Percosse senza ritegno e torture : pratiche abominevoli

Gli episodi di brutalità che da tempo si susseguono nelle carceri italiane e  fuori di esse, turbano non poco la pubblica opinione. Manifesto è lo sdegno dei comuni cittadini, e talvolta delle istituzioni, quando tutori dell’ordine eccedono in violenza – con conseguenze talvolta funeste – nel fronteggiare individui turbolenti o ritenuti tali. Ai casi noti, tra cui la “macelleria messicana” alla scuola Diaz di Genova, la morte di Stefano Cucchi mentre si trovava in stato di arresto, quella di Federico Aldrovandi che recentemente ha interessato la cronaca nazionale, si assommano i tanti decessi in carcere “mai chiariti”  (o che forse sarebbe stato meglio non chiarire); uno dei motivi per cui Amnesty International relega l’Italia ad un livello di rispetto dei diritti umani poco o punto lusinghiero. Esistono poi casi verso i quali l’opinione pubblica italiana ha sempre manifestato, salvo poche eccezioni, incredulità o totale disinteresse.
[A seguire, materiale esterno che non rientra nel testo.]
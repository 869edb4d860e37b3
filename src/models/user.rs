use serde::{Deserialize, Serialize};

/// Registered account
///
/// `password` holds whatever the active credential scheme produced. With the
/// default plaintext scheme that is the password itself.
#[derive(Debug, Clone, PartialEq, Eq, Serialize, Deserialize)]
#[serde(rename_all = "camelCase")]
pub struct User {
    /// Unique, case-sensitive identity key
    pub username: String,
    pub password: String,
    pub profile_name: String,
}

impl User {
    pub fn new(
        username: impl Into<String>,
        password: impl Into<String>,
        profile_name: impl Into<String>,
    ) -> Self {
        Self {
            username: username.into(),
            password: password.into(),
            profile_name: profile_name.into(),
        }
    }
}
// =============================================================================
// Blob Keys
// =============================================================================

/// Blob holding the user table
pub const KEY_USERS: &str = "users";

/// Blob holding the username -> expenses mapping
pub const KEY_EXPENSES: &str = "expenses";

/// Blob holding the active session
pub const KEY_SESSION: &str = "session";

// =============================================================================
// Defaults
// =============================================================================

/// Seed account created on first run
pub const DEFAULT_ADMIN_USERNAME: &str = "admin";
pub const DEFAULT_ADMIN_PASSWORD: &str = "admin123";
pub const DEFAULT_ADMIN_PROFILE_NAME: &str = "Admin User";

/// One-time passcode lifetime in seconds (15 minutes)
pub const DEFAULT_PASSCODE_TTL_SECS: i64 = 900;

/// Passcodes are six digits
pub const PASSCODE_MIN: u32 = 100_000;
pub const PASSCODE_MAX: u32 = 999_999;

/// Prefix for generated session tokens
pub const SESSION_TOKEN_PREFIX: &str = "session";

// =============================================================================
// Validation Limits
// =============================================================================

/// Minimum username length (after trimming)
pub const MIN_USERNAME_LEN: usize = 3;

/// Minimum password length (after trimming)
pub const MIN_PASSWORD_LEN: usize = 6;

/// Largest accepted expense amount (999,999,999.99)
/// With `MAX_AMOUNT_SCALE`, amounts stay within the digits an f64 holds exactly
pub const MAX_AMOUNT_CENTS: i64 = 99_999_999_999;

/// Maximum number of decimal places in an expense amount
pub const MAX_AMOUNT_SCALE: u32 = 2;

// =============================================================================
// Messages
// =============================================================================

/// Unknown username or wrong password
pub const ERR_INVALID_CREDENTIALS: &str = "Invalid credentials";

/// Registration with a username that is already taken
pub const ERR_USERNAME_TAKEN: &str = "Username already exists";

/// Expense operation attempted without an active session
pub const ERR_NOT_LOGGED_IN: &str = "Not logged in";

/// Delete of an id the current user does not have
pub const ERR_EXPENSE_NOT_FOUND: &str = "Expense not found";

/// Login form submitted with an empty field
pub const ERR_MISSING_LOGIN_FIELDS: &str = "Please enter both username and password";

/// Export requested for an empty list
pub const ERR_NOTHING_TO_EXPORT: &str = "No expenses to export";

/// Amount over `MAX_AMOUNT_CENTS`
pub const ERR_AMOUNT_TOO_LARGE: &str = "Amount must not exceed 999999999.99";

/// Amount with more than `MAX_AMOUNT_SCALE` decimal places
pub const ERR_AMOUNT_TOO_PRECISE: &str = "Amount can have at most 2 decimal places";

/// Shown in place of an internal failure during login
pub const ERR_LOGIN_FAILED: &str = "Login failed";

/// Shown in place of an internal failure during registration
pub const ERR_REGISTRATION_FAILED: &str = "Registration failed";

/// Shown in place of an internal failure while adding an expense
pub const ERR_ADD_EXPENSE_FAILED: &str = "Could not add expense";

/// Shown in place of an internal failure while sending a passcode
pub const ERR_PASSCODE_FAILED: &str = "Could not send passcode";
Fatti che riportano alle torture cui furono sottoposti nei luoghi di detenzione della provincia di Bolzano gli attivisti sudtirolesi degli anni ‘60 o coloro che erano sospettati di perorarne la causa,  alle lesioni permanenti dovute alle violenze subite, ai decessi in carcere la cui causa si rifà alla formula di rito sopra menzionata. Si legge in un recente volume di 718 pagine di Helmut Golowitsch, che tratta esclusivamente delle sevizie subite dagli attivisti incarcerati, di un battibecco avvenuto il 24 novembre 1976 tra Bruno Hosp, sindaco di Ritten (Renon) e Mario Urzì, allora commissario del governo di Bolzano. Convocato Hosp in questura, per aver commemorato due giorni prima i 15 anni dalla morte del 28enne Franz Hoefler, il funzionario in questione comunicò allo stesso primo cittadino che avrebbe potuto “appendere la sua carica al chiodo”. Gli mostrò poi una perizia medica che attestava la morte del giovane attivista, sottoposto in carcere – dopo esservi entrato esente da patologie – ad efferate torture, in seguito ad arresto cardiaco. “Ma quale essere umano non è dichiarato morto quando il suo cuore smette di battere?” ribattè il sindaco del vasto comune sopra Bolzano. A fare emergere i gravi atti di violenza commessi allora nelle caserme dei carabinieri e nelle prigioni del Sudtirolo nei confronti dei detenuti politici, fu il senatore Marco Boato. Promotore di una commissione parlamentare istituita “per appurare  i fatti di  rilevante gravità istituzionale che si sarebbero verificati in Alto Adige alla metà degli anni ’60”,  si occupò approfonditamente della questione sudtirolese di allora,  valutandone i suoi molteplici aspetti. Ma non fu il solo ad interessarsi del destino di quel popolo oppresso. Lungo è l’elenco di chi, appartenente al  gruppo etnico italiano, si è  meritato, per la sua  rettitudine, il rispetto dei sudtirolesi di lingua tedesca. Tra essi il questore di Bolzano, Renato Mazzoni. Fu osteggiato dai suoi superiori nello svolgimento delle proprie funzioni, trasferito d’autorità, perseguitato, fino ad indurlo al suicidio, perché colpevole di rispettare il popolo sudtirolese, la sua lingua – che aveva voluto imparare per meglio interloquire con l’altro gruppo etnico –, la sua cultura. Per perpetuarne il ricordo nel 2010 gli è stata intitolata la piazzetta di Bolzano di fronte all’Eurac.
Un riconoscimento purtroppo tardivo, ma che oggi gli rende onore.